Aquilo que parece uma evidência, não o é. Foi preciso o insuspeito Presidente da República, Marcelo Rebelo de Sousa, chamar a atenção para o óbvio, ao não promulgar o diploma sobre a progressão na carreira dos professores e enviar ao Governo um parecer onde constam estas afirmações de lapidar clareza: “não há, nem pode haver comparação entre o estatuto dos professores, tal como o dos profissionais de saúde, e o de outras carreiras mesmo especiais. Governar é escolher prioridades. E saúde e educação são e deveriam ser prioridades se quisermos ir muito mais longe como sociedade desenvolvida e justa.”, acrescentando, “Todos sabem que os professores, tal como os profissionais de saúde, têm e merecem ter uma importância essencial na nossa sociedade e em todas as sociedades que apostam na educação, no conhecimento, no futuro.”

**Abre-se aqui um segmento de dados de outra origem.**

use actix_web::{web, HttpResponse};
use chrono::{Datelike, Utc};
use ledger_core::error::Error as LedgerError;
use ledger_core::types::{StatisticsSink, TransactionQuery};
use ledger_core::{Ledger, MoneyValue};
use serde_json::json;
use std::collections::HashMap;
use std::sync::Arc;

use crate::errors::ApiError;
use crate::models::{
    self, BalanceData, BalanceResponse, CancelRequest, CommitRequest, ListRequest, ListResponse,
    MutationResponse, ReserveRequest, TopUpRequest,
};

/// Health check endpoint
pub async fn health_check() -> HttpResponse {
    HttpResponse::Ok().json(json!({
        "status": "healthy",
        "service": "balance-api",
        "version": env!("CARGO_PKG_VERSION")
    }))
}

/// Prometheus metrics endpoint
pub async fn metrics_endpoint(ledger: web::Data<Arc<Ledger>>) -> HttpResponse {
    let Some(metrics) = ledger.metrics() else {
        return HttpResponse::NotFound().finish();
    };
    match metrics.export() {
        Ok(body) => HttpResponse::Ok()
            .content_type("text/plain; version=0.0.4")
            .body(body),
        Err(e) => HttpResponse::InternalServerError().json(json!({
            "error": "Failed to gather metrics",
            "details": e.to_string()
        })),
    }
}

/// Current balance for a user
pub async fn fetch_balance(
    ledger: web::Data<Arc<Ledger>>,
    user_id: web::Path<String>,
) -> Result<HttpResponse, ApiError> {
    let summary = ledger.fetch_balance(&user_id).await?;
    Ok(HttpResponse::Ok().json(BalanceResponse {
        user_balance: BalanceData::from_summary(&user_id, &summary),
    }))
}

/// Credit a balance
pub async fn top_up(
    ledger: web::Data<Arc<Ledger>>,
    request: web::Json<TopUpRequest>,
) -> Result<HttpResponse, ApiError> {
    let request = request.into_inner();
    let tx_id = ledger
        .top_up(
            &request.idempotency_key,
            &request.user_id,
            &request.currency,
            &request.value,
            request.merchant_data.as_deref(),
        )
        .await?;
    mutation_response(&ledger, &request.user_id, Some(tx_id)).await
}

/// Hold funds for an order
pub async fn reserve(
    ledger: web::Data<Arc<Ledger>>,
    request: web::Json<ReserveRequest>,
) -> Result<HttpResponse, ApiError> {
    let request = request.into_inner();
    ledger
        .reserve(
            &request.user_id,
            &request.currency,
            &request.value,
            &request.order_id,
            request.item_id.as_deref(),
        )
        .await?;
    mutation_response(&ledger, &request.user_id, None).await
}

/// Charge a user for an order
pub async fn commit(
    ledger: web::Data<Arc<Ledger>>,
    request: web::Json<CommitRequest>,
) -> Result<HttpResponse, ApiError> {
    let request = request.into_inner();
    let tx_id = ledger
        .commit_reservation(
            &request.user_id,
            &request.currency,
            &request.value,
            &request.order_id,
            request.item_id.as_deref(),
        )
        .await?;
    mutation_response(&ledger, &request.user_id, Some(tx_id)).await
}

/// Release the hold for an order
pub async fn cancel(
    ledger: web::Data<Arc<Ledger>>,
    request: web::Json<CancelRequest>,
) -> Result<HttpResponse, ApiError> {
    let request = request.into_inner();
    ledger
        .cancel_reservation(&request.user_id, &request.order_id)
        .await?;
    mutation_response(&ledger, &request.user_id, None).await
}

/// A page of the user's transaction log plus the current balance
pub async fn list_transactions(
    ledger: web::Data<Arc<Ledger>>,
    request: web::Json<ListRequest>,
) -> Result<HttpResponse, ApiError> {
    let request = request.into_inner();
    let page = ledger
        .list_transactions(&TransactionQuery {
            user_id: request.user_id,
            limit: request.limit.unwrap_or(0),
            cursor: request.cursor,
            min_ts: models::timestamp_from_secs(request.min_ts),
            max_ts: models::timestamp_from_secs(request.max_ts),
        })
        .await?;

    let summary = ledger.fetch_balance(&page.user_id).await?;
    Ok(HttpResponse::Ok().json(ListResponse {
        user_balance: BalanceData::from_summary(&page.user_id, &summary),
        transactions: page.items.into_iter().map(Into::into).collect(),
        next_cursor: page.next_cursor,
        total: page.total,
    }))
}

const ERR_STATISTICS_YEAR: &str = "bad parameter \"year\", use YYYY/MM";
const ERR_STATISTICS_MONTH: &str = "bad parameter \"month\", use YYYY/MM";

/// Monthly per-item statistics as CSV
pub async fn statistics(
    ledger: web::Data<Arc<Ledger>>,
    path: web::Path<(i32, u32)>,
) -> HttpResponse {
    let (year, month) = path.into_inner();
    if year < 2022 || year > Utc::now().year() {
        return HttpResponse::NotFound()
            .content_type("text/plain")
            .body(ERR_STATISTICS_YEAR);
    }
    if !(1..=12).contains(&month) {
        return HttpResponse::NotFound()
            .content_type("text/plain")
            .body(ERR_STATISTICS_MONTH);
    }

    let mut sink = CsvSink::default();
    ledger.monthly_statistics(year, month, &mut sink).await;
    sink.into_response(year, month)
}

/// Folds the statistics stream into a CSV document: one header with the
/// currency columns, one row per item, and - if the stream breaks after the
/// header was produced - a final row carrying the error message.
#[derive(Default)]
struct CsvSink {
    currencies: Vec<String>,
    body: String,
    header_written: bool,
    failed: Option<String>,
}

impl CsvSink {
    fn write_record(&mut self, fields: &[String]) {
        let escaped: Vec<String> = fields.iter().map(|field| csv_field(field)).collect();
        self.body.push_str(&escaped.join(","));
        self.body.push('\n');
    }

    fn into_response(self, year: i32, month: u32) -> HttpResponse {
        if let Some(message) = self.failed {
            return HttpResponse::InternalServerError()
                .content_type("text/plain")
                .body(message);
        }
        HttpResponse::Ok()
            .content_type("text/csv")
            .insert_header((
                "Content-Disposition",
                format!("attachment; filename=item_statistics_{year:04}_{month:02}.csv"),
            ))
            .body(self.body)
    }
}

impl StatisticsSink for CsvSink {
    fn on_currencies(&mut self, currencies: &[String]) {
        self.currencies = currencies.to_vec();
        let mut header = vec!["Item ID".to_string()];
        header.extend(currencies.iter().cloned());
        self.write_record(&header);
        self.header_written = true;
    }

    fn on_record(&mut self, item_id: &str, values: &HashMap<String, MoneyValue>) {
        let mut record = Vec::with_capacity(self.currencies.len() + 1);
        record.push(item_id.to_string());
        for currency in &self.currencies {
            let value = values.get(currency).copied().unwrap_or(MoneyValue::ZERO);
            record.push(value.to_fixed_string());
        }
        self.write_record(&record);
    }

    fn on_error(&mut self, error: &LedgerError) {
        if self.header_written {
            let mut record = vec![String::new(); self.currencies.len() + 1];
            record[0] = error.to_string();
            self.write_record(&record);
        } else {
            self.failed = Some(error.to_string());
        }
    }
}

fn csv_field(field: &str) -> String {
    if field.contains(',') || field.contains('"') || field.contains('\n') {
        format!("\"{}\"", field.replace('"', "\"\""))
    } else {
        field.to_string()
    }
}

async fn mutation_response(
    ledger: &Ledger,
    user_id: &str,
    tx_id: Option<i64>,
) -> Result<HttpResponse, ApiError> {
    let summary = ledger.fetch_balance(user_id).await?;
    Ok(HttpResponse::Ok().json(MutationResponse {
        transaction_id: tx_id.map(|id| id.to_string()),
        user_balance: BalanceData::from_summary(user_id, &summary),
    }))
}

/// Configure routes. Write operations sit behind the optional key gate.
pub fn configure_routes(cfg: &mut web::ServiceConfig, api_key: Option<String>) {
    cfg.route("/health", web::get().to(health_check))
        .route("/metrics", web::get().to(metrics_endpoint))
        .route("/balance/{user_id}", web::get().to(fetch_balance))
        .route("/list", web::post().to(list_transactions))
        .route("/statistics/{year}/{month}", web::get().to(statistics))
        .service(
            web::scope("")
                .wrap(crate::middleware::ApiKeyGuard::new(api_key))
                .route("/top-up", web::post().to(top_up))
                .route("/reserve", web::post().to(reserve))
                .route("/commit", web::post().to(commit))
                .route("/cancel", web::post().to(cancel)),
        );
}

#[cfg(test)]
mod tests {
    use super::*;

    #[test]
    fn test_csv_field_quoting() {
        assert_eq!(csv_field("plain"), "plain");
        assert_eq!(csv_field("a,b"), "\"a,b\"");
        assert_eq!(csv_field("say \"hi\""), "\"say \"\"hi\"\"\"");
        assert_eq!(csv_field("two\nlines"), "\"two\nlines\"");
    }

    #[test]
    fn test_csv_sink_builds_header_and_rows() {
        let mut sink = CsvSink::default();
        sink.on_currencies(&["EUR".to_string(), "USD".to_string()]);

        let mut values = HashMap::new();
        values.insert("EUR".to_string(), MoneyValue::parse("10").unwrap());
        values.insert("USD".to_string(), MoneyValue::parse("5").unwrap());
        sink.on_record("i1", &values);

        let mut partial = HashMap::new();
        partial.insert("EUR".to_string(), MoneyValue::parse("2.5").unwrap());
        sink.on_record("i2", &partial);

        assert_eq!(sink.body, "Item ID,EUR,USD\ni1,10.00,5.00\ni2,2.50,0.00\n");
    }

    #[test]
    fn test_csv_sink_error_after_header() {
        let mut sink = CsvSink::default();
        sink.on_currencies(&["EUR".to_string()]);
        sink.on_error(&LedgerError::Database {
            step: "load statistics",
            source: sqlx::Error::RowNotFound,
        });

        assert!(sink.failed.is_none());
        assert!(sink
            .body
            .lines()
            .last()
            .unwrap()
            .starts_with("load statistics"));
    }

    #[test]
    fn test_csv_sink_error_before_header() {
        let mut sink = CsvSink::default();
        sink.on_error(&LedgerError::Database {
            step: "begin tx",
            source: sqlx::Error::PoolTimedOut,
        });
        assert!(sink.failed.is_some());
        assert!(sink.body.is_empty());
    }
}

Toda a ação do Governo é em sentido contrário. A desqualificação docente e a degradação do ensino correspondem àquilo que Paulo Guinote designa por “modelo de Educação low-cost”. Dois exemplos recentes bastam para o comprovar. Um projeto de decreto-lei volta a baixar de 120 para 90 ECTS (Sistema Europeu de Transferência e Acumulação de Créditos) as habilitações necessárias para a docência, ainda que, para já, só nos casos de contratação direta pelas escolas. Como comenta Santana Castilho, “Em vez de aumentar os incentivos para fazer retornar à docência milhares de professores que a abandonaram, apesar de terem habilitação profissional completa, o Governo escolheu a via mais fácil: desqualificou a profissão, reduzindo os requisitos.” (Público, 19/7/23). Da mesma forma, o Plano de Recuperação das Aprendizagens, que visou colmatar as dificuldades do ensino derivadas da pandemia do Covid-19, vai ser prolongado por mais um ano, mas sem o crédito horário e os recursos humanos que lhe estavam adstritos. Institui-se definitivamente o princípio delirante de ter de “fazer omeletes sem ovos”. Talvez isso explique porque, nos últimos 15 anos, tenha havido uma quebra de 70% nos cursos de formação de professores; nestas circunstâncias, quem ainda quer ser professor?
As noções de igualdade e equidade têm uma importância fundamental; mas não por equivalência ou oposição. Como nos explica o sociólogo francês Michel Wieviorka, “O debate que opõe igualdade e equidade é mal formulado quando coloca as duas noções num mesmo plano e nos impõe que escolhamos entre uma e outra como entre dois valores da mesma ordem. Pelo contrário, se se entender que a igualdade constitui um fim, um horizonte, e a equidade um meio, torna-se possível e desejável associá-los num mesmo movimento.” (Michel Wieviorka, A diferença, Fenda, Lisboa, 2002, pp. 114-115). Mas não me parece que Medina ou Costa estejam minimamente preocupados com a igualdade e a equidade, apesar do emblema socialista que ostentam na lapela.